#### [PROBLEM STATEMENT]
Search the data for the string "PageRequest" and gather each line it is in.

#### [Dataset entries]
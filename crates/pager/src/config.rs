use anyhow::Context;
use pagination::{PaginationOptions, PaginationState};

/// Pagination settings, read from flags or the environment.
#[derive(Debug, Clone, clap::Args)]
pub struct Settings {
    /// Page to open before applying actions
    #[arg(long, env = "PAGER_PAGE", default_value_t = 1)]
    pub page: u32,

    /// Initial page size
    #[arg(long, env = "PAGER_PAGE_SIZE", default_value_t = 10)]
    pub page_size: u32,

    /// Allowed page sizes, comma separated
    #[arg(
        long,
        env = "PAGER_PAGE_SIZE_OPTIONS",
        value_delimiter = ',',
        default_value = "10,20,50,100"
    )]
    pub page_size_options: Vec<u32>,

    /// Number of page buttons in the page window
    #[arg(long, env = "PAGER_WINDOW", default_value_t = 5)]
    pub window: usize,
}

impl Settings {
    pub fn to_options(&self, total: u64) -> PaginationOptions {
        PaginationOptions::default()
            .with_page(self.page)
            .with_page_size(self.page_size)
            .with_page_size_options(self.page_size_options.clone())
            .with_total(total)
            .with_auto_scroll(false)
    }

    /// Builds the state for `total` items, pulling a `--page` past the end
    /// back to the last page.
    pub fn open_state(&self, total: u64) -> anyhow::Result<PaginationState> {
        let mut state =
            PaginationState::new(self.to_options(total)).context("Invalid pagination settings")?;

        let last_valid_page = state.total_pages().max(1);
        if state.current_page() > last_valid_page {
            tracing::warn!(
                "Page {} is past the last page ({}), showing page {} instead",
                state.current_page(),
                last_valid_page,
                last_valid_page
            );
            state.set_total(total);
        }

        Ok(state)
    }
}

#[cfg(test)]
mod tests {
    use super::*;
    use clap::Parser;

    #[derive(Parser)]
    struct TestCli {
        #[command(flatten)]
        settings: Settings,
    }

    #[test]
    fn test_defaults_match_library_defaults() {
        let cli = TestCli::parse_from(["pager"]);
        let options = cli.settings.to_options(0);
        assert_eq!(options.initial_page, 1);
        assert_eq!(options.initial_page_size, 10);
        assert_eq!(options.page_size_options, vec![10, 20, 50, 100]);
        assert_eq!(cli.settings.window, 5);
        assert!(!options.auto_scroll);
    }

    #[test]
    fn test_comma_separated_page_sizes() {
        let cli = TestCli::parse_from([
            "pager",
            "--page-size",
            "25",
            "--page-size-options",
            "25,50",
        ]);
        let options = cli.settings.to_options(120);
        assert_eq!(options.page_size_options, vec![25, 50]);
        assert_eq!(options.total, 120);
        assert!(PaginationState::new(options).is_ok());
    }

    #[test]
    fn test_page_past_the_end_is_clamped() {
        let cli = TestCli::parse_from(["pager", "--page", "40"]);
        let state = cli.settings.open_state(95).unwrap();
        assert_eq!(state.current_page(), 10);
        assert!(state.start_index() <= state.end_index());

        let empty = cli.settings.open_state(0).unwrap();
        assert_eq!(empty.current_page(), 1);
        assert_eq!(empty.end_index(), 0);
    }

    #[test]
    fn test_invalid_settings_are_reported() {
        let cli = TestCli::parse_from(["pager", "--page-size", "15"]);
        assert!(cli.settings.open_state(95).is_err());
    }
}
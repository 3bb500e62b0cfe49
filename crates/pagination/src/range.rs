/// Default number of page buttons shown by a page selector.
pub const DEFAULT_WINDOW_SIZE: usize = 5;

/// Number of pages needed to hold `total` items, `0` when there are none.
pub fn total_pages(total: u64, page_size: u32) -> u32 {
    if page_size == 0 {
        return 0;
    }
    let pages = total.div_ceil(u64::from(page_size));
    u32::try_from(pages).unwrap_or(u32::MAX)
}

/// Computes the window of page numbers to display around `current`.
///
/// The window holds up to `window_size` pages. It is centered on `current`
/// (an even window leans one page to the right) and is shifted, not
/// shortened, when it runs into page 1 or `total_pages`, so the first and
/// last pages anchor it at the edges.
///
/// ```
/// use pagination::range::page_window;
///
/// assert_eq!(page_window(1, 20, 5), vec![1, 2, 3, 4, 5]);
/// assert_eq!(page_window(10, 20, 5), vec![8, 9, 10, 11, 12]);
/// assert_eq!(page_window(20, 20, 5), vec![16, 17, 18, 19, 20]);
/// ```
pub fn page_window(current: u32, total_pages: u32, window_size: usize) -> Vec<u32> {
    if total_pages == 0 || window_size == 0 {
        return Vec::new();
    }

    let last = i64::from(total_pages);
    let width = i64::try_from(window_size).unwrap_or(i64::MAX).min(last);
    let current = i64::from(current).clamp(1, last);
    let half = (width - 1) / 2;

    let mut start = current - half;
    let mut end = start + width - 1;

    if start < 1 {
        end += 1 - start;
        start = 1;
    }
    if end > last {
        start -= end - last;
        end = last;
    }
    let start = start.max(1);

    (start..=end)
        .filter_map(|page| u32::try_from(page).ok())
        .collect()
}
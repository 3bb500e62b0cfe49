use std::fmt;

use crate::dto::{PageRequest, PaginatedResponse, QueryParams};
use crate::error::Result;
use crate::state::PaginationState;

/// Something that can serve one page of items at a time.
#[async_trait::async_trait]
pub trait PageSource<T>: Send + Sync {
    async fn fetch(&self, query: &QueryParams) -> Result<PaginatedResponse<T>>;
}

/// A [`PageSource`] over a collection already held in memory.
#[derive(Debug, Clone, Default)]
pub struct MemorySource<T> {
    items: Vec<T>,
}

impl<T> MemorySource<T> {
    pub fn new(items: Vec<T>) -> Self {
        Self { items }
    }

    pub fn items(&self) -> &[T] {
        &self.items
    }

    pub fn items_mut(&mut self) -> &mut Vec<T> {
        &mut self.items
    }
}

#[async_trait::async_trait]
impl<T: Clone + Send + Sync> PageSource<T> for MemorySource<T> {
    async fn fetch(&self, query: &QueryParams) -> Result<PaginatedResponse<T>> {
        Ok(PageRequest::from(*query).paginate(&self.items))
    }
}

/// Keeps a [`PaginationState`] in sync with a remote [`PageSource`].
pub struct RemoteList<T, S> {
    state: PaginationState,
    source: S,
    items: Vec<T>,
    loading: bool,
}

impl<T, S> RemoteList<T, S>
where
    T: Send,
    S: PageSource<T>,
{
    pub fn new(state: PaginationState, source: S) -> Self {
        Self {
            state,
            source,
            items: Vec::new(),
            loading: false,
        }
    }

    pub fn state(&self) -> &PaginationState {
        &self.state
    }

    /// Mutable access for registering listeners or adjusting the state
    /// without fetching.
    pub fn state_mut(&mut self) -> &mut PaginationState {
        &mut self.state
    }

    pub fn source(&self) -> &S {
        &self.source
    }

    pub fn source_mut(&mut self) -> &mut S {
        &mut self.source
    }

    pub fn items(&self) -> &[T] {
        &self.items
    }

    pub fn is_loading(&self) -> bool {
        self.loading
    }

    /// Fetches the current page and records the reported total.
    ///
    /// When the new total no longer covers the current page, the state is
    /// moved to the last page and that page is fetched instead. On failure the
    /// previously loaded items are kept.
    pub async fn refresh(&mut self) -> Result<()> {
        self.loading = true;
        let result = self.load().await;
        self.loading = false;
        result
    }

    pub async fn go_to_page(&mut self, page: u32) -> Result<bool> {
        let changed = self.state.go_to_page(page);
        self.refresh_if(changed).await
    }

    pub async fn next_page(&mut self) -> Result<bool> {
        let changed = self.state.next_page();
        self.refresh_if(changed).await
    }

    pub async fn prev_page(&mut self) -> Result<bool> {
        let changed = self.state.prev_page();
        self.refresh_if(changed).await
    }

    pub async fn change_page_size(&mut self, size: u32) -> Result<bool> {
        let changed = self.state.change_page_size(size);
        self.refresh_if(changed).await
    }

    async fn refresh_if(&mut self, changed: bool) -> Result<bool> {
        if changed {
            self.refresh().await?;
        }
        Ok(changed)
    }

    async fn load(&mut self) -> Result<()> {
        let query = self.state.to_query_params();
        tracing::info!(
            page = query.page,
            page_size = query.page_size,
            "Fetching page"
        );

        let mut response = self.fetch(&query).await?;
        self.state.set_total(response.pagination.total_items);

        if self.state.current_page() != query.page {
            let clamped = self.state.to_query_params();
            tracing::info!(
                requested = query.page,
                page = clamped.page,
                total = response.pagination.total_items,
                "Requested page is past the end, fetching the last page"
            );
            response = self.fetch(&clamped).await?;
            self.state.set_total(response.pagination.total_items);
        }

        self.items = response.data;
        Ok(())
    }

    async fn fetch(&self, query: &QueryParams) -> Result<PaginatedResponse<T>> {
        self.source.fetch(query).await.inspect_err(|error| {
            tracing::warn!(page = query.page, "Failed to fetch page: {}", error);
        })
    }
}

impl<T, S> fmt::Debug for RemoteList<T, S> {
    fn fmt(&self, f: &mut fmt::Formatter<'_>) -> fmt::Result {
        f.debug_struct("RemoteList")
            .field("state", &self.state)
            .field("items", &self.items.len())
            .field("loading", &self.loading)
            .finish()
    }
}

#[cfg(test)]
mod tests {
    use super::*;
    use crate::error::PaginationError;
    use crate::options::PaginationOptions;
    use std::sync::Mutex;

    fn list(items: Vec<u32>) -> RemoteList<u32, MemorySource<u32>> {
        RemoteList::new(PaginationState::default(), MemorySource::new(items))
    }

    struct FailingSource {
        calls: Mutex<u32>,
    }

    #[async_trait::async_trait]
    impl PageSource<u32> for FailingSource {
        async fn fetch(&self, _query: &QueryParams) -> Result<PaginatedResponse<u32>> {
            *self.calls.lock().unwrap() += 1;
            Err(PaginationError::Source("connection refused".to_string()))
        }
    }

    #[tokio::test]
    async fn test_refresh_loads_first_page() {
        let mut list = list((0..95).collect());
        list.refresh().await.unwrap();

        assert_eq!(list.items(), &(0..10u32).collect::<Vec<_>>()[..]);
        assert_eq!(list.state().total(), 95);
        assert_eq!(list.state().total_pages(), 10);
        assert!(!list.is_loading());
    }

    #[tokio::test]
    async fn test_navigation_refetches() {
        let mut list = list((0..95).collect());
        list.refresh().await.unwrap();

        assert!(list.go_to_page(10).await.unwrap());
        assert_eq!(list.items(), &[90, 91, 92, 93, 94]);

        assert!(!list.next_page().await.unwrap());
        assert!(list.prev_page().await.unwrap());
        assert_eq!(list.items().first(), Some(&80));

        assert!(list.change_page_size(50).await.unwrap());
        assert_eq!(list.state().current_page(), 2);
        assert_eq!(list.items().len(), 45);
    }

    #[tokio::test]
    async fn test_shrinking_source_clamps_and_refetches() {
        let mut list = list((0..95).collect());
        list.refresh().await.unwrap();
        list.go_to_page(10).await.unwrap();

        list.source_mut().items_mut().truncate(25);
        list.refresh().await.unwrap();

        assert_eq!(list.state().current_page(), 3);
        assert_eq!(list.items(), &[20, 21, 22, 23, 24]);
    }

    #[tokio::test]
    async fn test_page_requested_before_total_is_known() {
        let state = PaginationState::new(PaginationOptions::default().with_page(3)).unwrap();
        let mut list = RemoteList::new(state, MemorySource::new((0..95).collect::<Vec<u32>>()));
        list.refresh().await.unwrap();

        assert_eq!(list.state().current_page(), 3);
        assert_eq!(list.items().first(), Some(&20));
    }

    #[tokio::test]
    async fn test_failed_fetch_keeps_items() {
        let mut list = RemoteList::new(
            PaginationState::default(),
            FailingSource {
                calls: Mutex::new(0),
            },
        );

        let error = list.refresh().await.unwrap_err();
        assert!(matches!(error, PaginationError::Source(_)));
        assert!(list.items().is_empty());
        assert!(!list.is_loading());
        assert_eq!(*list.source().calls.lock().unwrap(), 1);
    }

    #[tokio::test]
    async fn test_ignored_navigation_does_not_fetch() {
        let mut list = RemoteList::new(
            PaginationState::default(),
            FailingSource {
                calls: Mutex::new(0),
            },
        );

        assert!(!list.go_to_page(5).await.unwrap());
        assert!(!list.change_page_size(15).await.unwrap());
        assert_eq!(*list.source().calls.lock().unwrap(), 0);
    }
}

#### [FINAL ANSWER]
use crate::dto::{PageRequest, PaginatedResponse, QueryParams};
        Ok(PageRequest::from(*query).paginate(&self.items))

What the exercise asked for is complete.